··· Data extracts ···

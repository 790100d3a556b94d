//! Bearer token (JWT) authentication for privileged endpoints.

use crate::handler::plain_text_response;
use conduit_metrics::rpc::record_auth_rejection;
use conduit_primitives::constants::auth::{JWT_SECRET_LENGTH, JWT_TOKEN_EXPIRY};
use hyper::{header::AUTHORIZATION, Body, HeaderMap, Response, StatusCode};
use jsonwebtoken::{errors::ErrorKind, Algorithm, DecodingKey, EncodingKey, Header, Validation};
use rand::RngCore;
use serde::{Deserialize, Serialize, Serializer};
use std::{
    fmt, fs,
    path::{Path, PathBuf},
    time::{Duration, SystemTime, UNIX_EPOCH},
};
use thiserror::Error;
use tracing::{debug, info};

#[derive(Debug, Error)]
pub enum SecretError {
    #[error("failed to access jwt secret at {path}: {source}")]
    Io {
        path: PathBuf,
        source: std::io::Error,
    },
    #[error("invalid jwt secret: {0}")]
    Hex(#[from] hex::FromHexError),
    #[error("invalid jwt secret length {0}, expected {JWT_SECRET_LENGTH} bytes")]
    InvalidLength(usize),
}

/// The 32-byte HS256 secret shared by both ends of an authenticated link.
#[derive(Clone, PartialEq, Eq)]
pub struct JwtSecret([u8; JWT_SECRET_LENGTH]);

impl fmt::Debug for JwtSecret {
    fn fmt(&self, f: &mut fmt::Formatter<'_>) -> fmt::Result {
        f.write_str("JwtSecret(..)")
    }
}

impl JwtSecret {
    pub fn random() -> Self {
        let mut bytes = [0u8; JWT_SECRET_LENGTH];
        rand::thread_rng().fill_bytes(&mut bytes);
        Self(bytes)
    }

    /// Parse a hex encoded secret, with or without `0x` prefix and surrounding whitespace.
    pub fn from_hex(encoded: &str) -> Result<Self, SecretError> {
        let trimmed = encoded.trim();
        let bytes = hex::decode(trimmed.strip_prefix("0x").unwrap_or(trimmed))?;
        let bytes: [u8; JWT_SECRET_LENGTH] = bytes
            .try_into()
            .map_err(|bytes: Vec<u8>| SecretError::InvalidLength(bytes.len()))?;
        Ok(Self(bytes))
    }

    pub fn from_file(path: &Path) -> Result<Self, SecretError> {
        let content = fs::read_to_string(path).map_err(|source| SecretError::Io {
            path: path.to_path_buf(),
            source,
        })?;
        Self::from_hex(&content)
    }

    /// Read the secret at `path`, generating and storing a new one if the file does not exist.
    pub fn load_or_create(path: &Path) -> Result<Self, SecretError> {
        if path.exists() {
            return Self::from_file(path);
        }
        let secret = Self::random();
        secret.write_to(path)?;
        info!(path = %path.display(), "generated a new jwt secret");
        Ok(secret)
    }

    /// Store the hex encoded secret, readable by the owner only.
    pub fn write_to(&self, path: &Path) -> Result<(), SecretError> {
        let io_err = |source| SecretError::Io {
            path: path.to_path_buf(),
            source,
        };
        if let Some(parent) = path.parent().filter(|p| !p.as_os_str().is_empty()) {
            fs::create_dir_all(parent).map_err(io_err)?;
        }
        fs::write(path, self.to_hex()).map_err(io_err)?;
        #[cfg(unix)]
        {
            use std::os::unix::fs::PermissionsExt;
            fs::set_permissions(path, fs::Permissions::from_mode(0o600)).map_err(io_err)?;
        }
        Ok(())
    }

    pub fn to_hex(&self) -> String {
        hex::encode(self.0)
    }

    pub fn as_bytes(&self) -> &[u8] {
        &self.0
    }

    /// Issue an HS256 token carrying the given issued-at time.
    pub fn token(&self, iat: u64) -> Result<String, jsonwebtoken::errors::Error> {
        let claims = Claims {
            iat: Some(iat as f64),
            exp: None,
        };
        jsonwebtoken::encode(
            &Header::new(Algorithm::HS256),
            &claims,
            &EncodingKey::from_secret(&self.0),
        )
    }

    /// `Authorization` header value with a token issued now.
    pub fn bearer(&self) -> Result<String, jsonwebtoken::errors::Error> {
        Ok(format!("Bearer {}", self.token(unix_now())?))
    }
}

/// Registered claims the gate looks at.
///
/// Both are NumericDate values: seconds since the unix epoch, integral or fractional.
#[derive(Debug, Clone, Copy, Default, PartialEq, Serialize, Deserialize)]
pub struct Claims {
    #[serde(
        default,
        skip_serializing_if = "Option::is_none",
        serialize_with = "serialize_numeric_date"
    )]
    pub iat: Option<f64>,
    #[serde(
        default,
        skip_serializing_if = "Option::is_none",
        serialize_with = "serialize_numeric_date"
    )]
    pub exp: Option<f64>,
}

/// Whole seconds go on the wire as integers.
fn serialize_numeric_date<S: Serializer>(date: &Option<f64>, s: S) -> Result<S::Ok, S::Error> {
    match date {
        Some(secs) if secs.fract() == 0.0 && *secs >= 0.0 && *secs <= u64::MAX as f64 => {
            s.serialize_u64(*secs as u64)
        }
        Some(secs) => s.serialize_f64(*secs),
        None => s.serialize_none(),
    }
}

/// Why a request was refused.
#[derive(Debug, Error)]
pub enum AuthError {
    #[error("missing token")]
    MissingToken,
    #[error("invalid token")]
    InvalidToken,
    /// Signature, algorithm or encoding problems, with the verifier's own message.
    #[error("{0}")]
    Verification(jsonwebtoken::errors::Error),
    #[error("token is expired")]
    Expired,
    #[error("missing issued-at")]
    MissingIssuedAt,
    #[error("stale token")]
    Stale,
    #[error("future token")]
    Future,
}

impl AuthError {
    /// Short label for metrics.
    pub fn reason(&self) -> &'static str {
        match self {
            Self::MissingToken => "missing_token",
            Self::InvalidToken => "invalid_token",
            Self::Verification(_) => "verification",
            Self::Expired => "expired",
            Self::MissingIssuedAt => "missing_iat",
            Self::Stale => "stale",
            Self::Future => "future",
        }
    }

    /// The 403 answer for this rejection.
    pub fn into_response(self) -> Response<Body> {
        plain_text_response(StatusCode::FORBIDDEN, &self.to_string())
    }
}

/// Checks bearer tokens against a [JwtSecret](JwtSecret).
///
/// Only HS256 is accepted. A token must carry an issued-at claim within the tolerance of the
/// server clock in either direction, and must not be past its `exp` claim if it has one.
#[derive(Clone)]
pub struct JwtValidator {
    key: DecodingKey,
    validation: Validation,
    tolerance: Duration,
}

impl fmt::Debug for JwtValidator {
    fn fmt(&self, f: &mut fmt::Formatter<'_>) -> fmt::Result {
        f.debug_struct("JwtValidator")
            .field("tolerance", &self.tolerance)
            .finish_non_exhaustive()
    }
}

impl JwtValidator {
    pub fn new(secret: &JwtSecret) -> Self {
        // claims are checked by hand, the issued-at window replaces exp/nbf handling
        let mut validation = Validation::new(Algorithm::HS256);
        validation.required_spec_claims.clear();
        validation.validate_exp = false;
        validation.validate_nbf = false;
        validation.validate_aud = false;
        Self {
            key: DecodingKey::from_secret(secret.as_bytes()),
            validation,
            tolerance: JWT_TOKEN_EXPIRY,
        }
    }

    pub fn with_tolerance(mut self, tolerance: Duration) -> Self {
        self.tolerance = tolerance;
        self
    }

    pub fn tolerance(&self) -> Duration {
        self.tolerance
    }

    /// Validate an `Authorization` header value against the current time.
    pub fn validate(&self, authorization: Option<&str>) -> Result<Claims, AuthError> {
        self.validate_at(authorization, unix_now())
    }

    /// Validate an `Authorization` header value against `now` (unix seconds).
    pub fn validate_at(&self, authorization: Option<&str>, now: u64) -> Result<Claims, AuthError> {
        let token = authorization
            .and_then(|auth| auth.strip_prefix("Bearer "))
            .filter(|token| !token.is_empty())
            .ok_or(AuthError::MissingToken)?;

        let claims = jsonwebtoken::decode::<Claims>(token, &self.key, &self.validation)
            .map_err(|err| match err.kind() {
                ErrorKind::InvalidToken => AuthError::InvalidToken,
                _ => AuthError::Verification(err),
            })?
            .claims;

        let now = now as f64;
        if claims.exp.is_some_and(|exp| now >= exp) {
            return Err(AuthError::Expired);
        }
        let iat = claims.iat.ok_or(AuthError::MissingIssuedAt)?;
        let tolerance = self.tolerance.as_secs_f64();
        if now - iat > tolerance {
            return Err(AuthError::Stale);
        }
        if iat - now > tolerance {
            return Err(AuthError::Future);
        }
        Ok(claims)
    }
}

/// Gate a request on its `Authorization` header.
///
/// # Returns
/// * `Result<Claims, Response<Body>>` - The token claims, or the 403 response to send back.
#[allow(clippy::result_large_err)]
pub fn check_jwt_secret(
    headers: &HeaderMap,
    validator: &JwtValidator,
) -> Result<Claims, Response<Body>> {
    let authorization = headers.get(AUTHORIZATION).and_then(|v| v.to_str().ok());
    validator.validate(authorization).map_err(|err| {
        debug!(%err, "rejected unauthenticated request");
        record_auth_rejection(err.reason());
        err.into_response()
    })
}

fn unix_now() -> u64 {
    SystemTime::now()
        .duration_since(UNIX_EPOCH)
        .map(|d| d.as_secs())
        .unwrap_or_default()
}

···

◆ **Task details**
Among the entries, find each line that includes the string "SystemTime" and copy it.

◆ **Answer area**
    time::{Duration, SystemTime, UNIX_EPOCH},
    SystemTime::now()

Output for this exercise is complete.